A few weeks ago I promised a post detailing what I have learned so far. In no particular order, here goes:
- Setting up a username makes monitoring Twitter much easier. This was a particularly acute problem for Blogger, since “blogger” is a pretty generic term. Setting up a persistent query for “blogger” yielded far too many hits per minute to be worthwhile… weeding through all of them to find the few that were specifically about big-B Blogger would take all day. Searching for “@blogger”, by contrast, is much easier and more effective.
- Replying as an individual is sometimes better than replying as the brand: The traffic of replies directed to @blogger varies from a couple a day to a few dozen (after launches like our Friend Connect integration), and some of those tweets are pretty specific to the individual user. Learning from Max Kalehoff’s experiences at Clickable, in mid-February I started replying more as myself (@rklau) when the tweet was specific to the user. This has two advantages (at least): reducing the noise from the actual Blogger account to the more than 8,000 followers, and establishing a more personal connection between the user and myself. And I’m not alone – several other Blogger team members are engaged, and reaching out directly to users. Reactions are uniformly positive: people love knowing that individuals are involved, that we care about the product, and that we are trying to improve their Blogger experience.
- Negative feedback and user frustration are part of the cost of admission: Not everyone is going to be thrilled with everything we do, and we needed to be comfortable with surfacing that frustration once we got active on Twitter. It’s possible to turn frustrated users into fans with just a single message (see here: “Makes me sad!” “Try…” “OMG I love you!“), but the key is to engage users when appropriate, and offer guidance if you have any to give.
- Users will help you do your job once you commit: This was true at FeedBurner when we used persistent RSS queries to surface blog posts and comments about FeedBurner so we could respond rapidly, and it’s no less true today: once you open up this channel of communications, your users will help you spread the word.

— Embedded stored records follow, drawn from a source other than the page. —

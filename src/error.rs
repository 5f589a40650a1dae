//! Error types for the indexing and search engine
//!
//! This module provides structured error types using thiserror for better
//! error handling and actionable error messages.

use std::path::PathBuf;
use thiserror::Error;

/// Main error type for indexing operations
#[derive(Error, Debug)]
pub enum IndexError {
    /// File system errors
    #[error("Failed to read file '{path}': {source}")]
    FileRead {
        path: PathBuf,
        source: std::io::Error,
    },

    #[error("Failed to walk directory '{path}': {reason}")]
    WalkFailed { path: PathBuf, reason: String },

    /// Storage errors surfaced during save/load orchestration
    #[error("Failed to persist index: {0}")]
    Store(#[from] StoreError),

    /// Configuration errors
    #[error("Invalid configuration: {reason}")]
    ConfigError { reason: String },

    /// Extractor registry failed to build (a rule pattern did not compile)
    #[error("Failed to initialize extractors: {0}")]
    ExtractorInit(#[from] ParseError),

    /// General errors for cases where we need to preserve context as text
    #[error("{0}")]
    General(String),
}

/// Errors specific to per-file extraction
///
/// The scanner maps every variant to an empty extraction for that file;
/// no extraction failure ever aborts a scan.
#[derive(Error, Debug)]
pub enum ParseError {
    #[error("Failed to compile extraction rule for {language}: {reason}")]
    RuleInit { language: String, reason: String },

    #[error("File does not look like text (binary content detected)")]
    BinaryContent,

    #[error("Extraction failed: {reason}")]
    Internal { reason: String },
}

/// Errors specific to the persisted index artifact
#[derive(Error, Debug)]
pub enum StoreError {
    #[error(
        "I/O error on index artifact '{path}': {source}\nSuggestion: Check disk space and permissions in the index directory"
    )]
    Io {
        path: PathBuf,
        source: std::io::Error,
    },

    #[error(
        "Failed to acquire lock on '{path}': {source}\nSuggestion: Another process may be stuck holding the lock; remove the .lock file if no other instance is running"
    )]
    Lock {
        path: PathBuf,
        source: std::io::Error,
    },

    #[error("Failed to encode index: {0}")]
    Encode(String),
}

/// Errors specific to embedding generation
#[derive(Error, Debug)]
pub enum EmbeddingError {
    #[error("Embedding provider unavailable: {reason}")]
    Unavailable { reason: String },

    #[error("Failed to generate embedding: {reason}")]
    Failed { reason: String },
}

/// Errors specific to file watching operations
#[derive(Error, Debug)]
pub enum WatchError {
    #[error(
        "Failed to initialize file watcher: {reason}\nSuggestion: Check file system permissions and inotify limits"
    )]
    InitFailed { reason: String },

    #[error(
        "Cannot watch path {path:?}: {reason}\nSuggestion: Verify the path exists and you have read permissions"
    )]
    PathWatchFailed { path: PathBuf, reason: String },
}

/// Reportable conditions at the query boundary
///
/// Queries never panic on an unready index; they return one of these so the
/// caller can relay the condition to the user.
#[derive(Error, Debug)]
pub enum QueryError {
    #[error("Index not initialized. Run a full scan before querying.")]
    NotInitialized,

    #[error("Indexing in progress ({processed}/{total} files). Retry when the scan completes.")]
    IndexingInProgress { processed: usize, total: usize },

    #[error(
        "Semantic search unavailable: {reason}\nSuggestion: Retry after the cooldown expires or use exact/fuzzy mode"
    )]
    SemanticUnavailable { reason: String },

    #[error("File '{path}' is not in the index")]
    FileNotIndexed { path: PathBuf },
}

/// Result type alias for index operations
pub type IndexResult<T> = Result<T, IndexError>;

/// Result type alias for extraction operations
pub type ParseOutcome<T> = Result<T, ParseError>;

/// Result type alias for storage operations
pub type StoreResult<T> = Result<T, StoreError>;

/// Result type alias for query-boundary operations
pub type QueryResult<T> = Result<T, QueryError>;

We won’t catch every comment intended for us (not everyone knows we’re on Twitter, for starters) – but the clusters of friends and followers often means that one of our followers will be following someone else who could use our help. When one person asks about unexpected behavior on Blogger, one of our followers will direct them to the right place. This is not a rare occurrence, and it creates a wonderful network effect that routinely amplifies our communications.
- Use content you’ve already got: At Blogger, we already had Blogger Buzz, Blogger Status, Known Issues, Blogger in Draft blog, and Blogs of Note to communicate various info about Blogger. We use Twitterfeed to route the RSS feeds from each blog to our Twitter account. This ensures that anyone looking for the latest info about Blogger – whether it’s a product announcement, a known issue, or a response to a user problem – can get it without having to look in multiple places. If you’ve got a corporate blog, recent announcements, or other content you’re already producing, use Twitterfeed or Hootsuite or another tool to automatically route that content to Twitter so your followers hear from you on a regular basis. (Bonus tip: Press release-speak does not lend itself well to Twitter.)
- Make sure multiple people are monitoring @replies for early warning signals. When Louis Gray notices that his RSS feed is broken due to what appears to be a Blogger bug (it was), you ignore such reports at your peril. Fortunately several of us saw the report, we were able to isolate the cause (one engineer in his hotel room in Austin, followed by one of our engineers in Krakow picking up where the other left off) and had a push ready within a day. Not only was Louis happy, it made our ensuing encounter on the plane home much more pleasant. 🙂
- Ask questions. If you wait for everyone to ask you questions, you’ll be reactive and you’ll set the expectation that people will only hear from you when they complain. It’s increasingly clear to us that a lot of Blogger users don’t know that there are lots of options for customizing their templates available on the web, so last week we asked followers for their favorite recommendations. I’m summarizing those recommendations and will put a post on Blogger Buzz later today. (Which, of course, will get posted to Twitter as well.) Important note: if you ask questions, be prepared to act on the replies you get. Readers whose replies go into an apparent black hole will not be happy.
- Be consistent. This is very much an extension of our “voice” online, and as such we’ve tried to ensure that when we do post, it sounds like us. 140 characters (the limit on Twitter messages) can be very restrictive, so ensuring that consistency is not always easy. This is particularly tricky if you’re posting from multiple sources (corp blog, known issues, etc.) – so make sure some thought goes into how those posts are communicated, not just what is communicated.
As experiments go, this has been quite successful. We’re reinforcing to users that we are listening and that we care about their experiences with the product (good and bad). It’s no silver bullet – building and maintaining the product still require a tremendous investment of time and energy – but as part of a larger commitment to making a great product and keeping our users happy, it’s absolutely a worthwhile investment.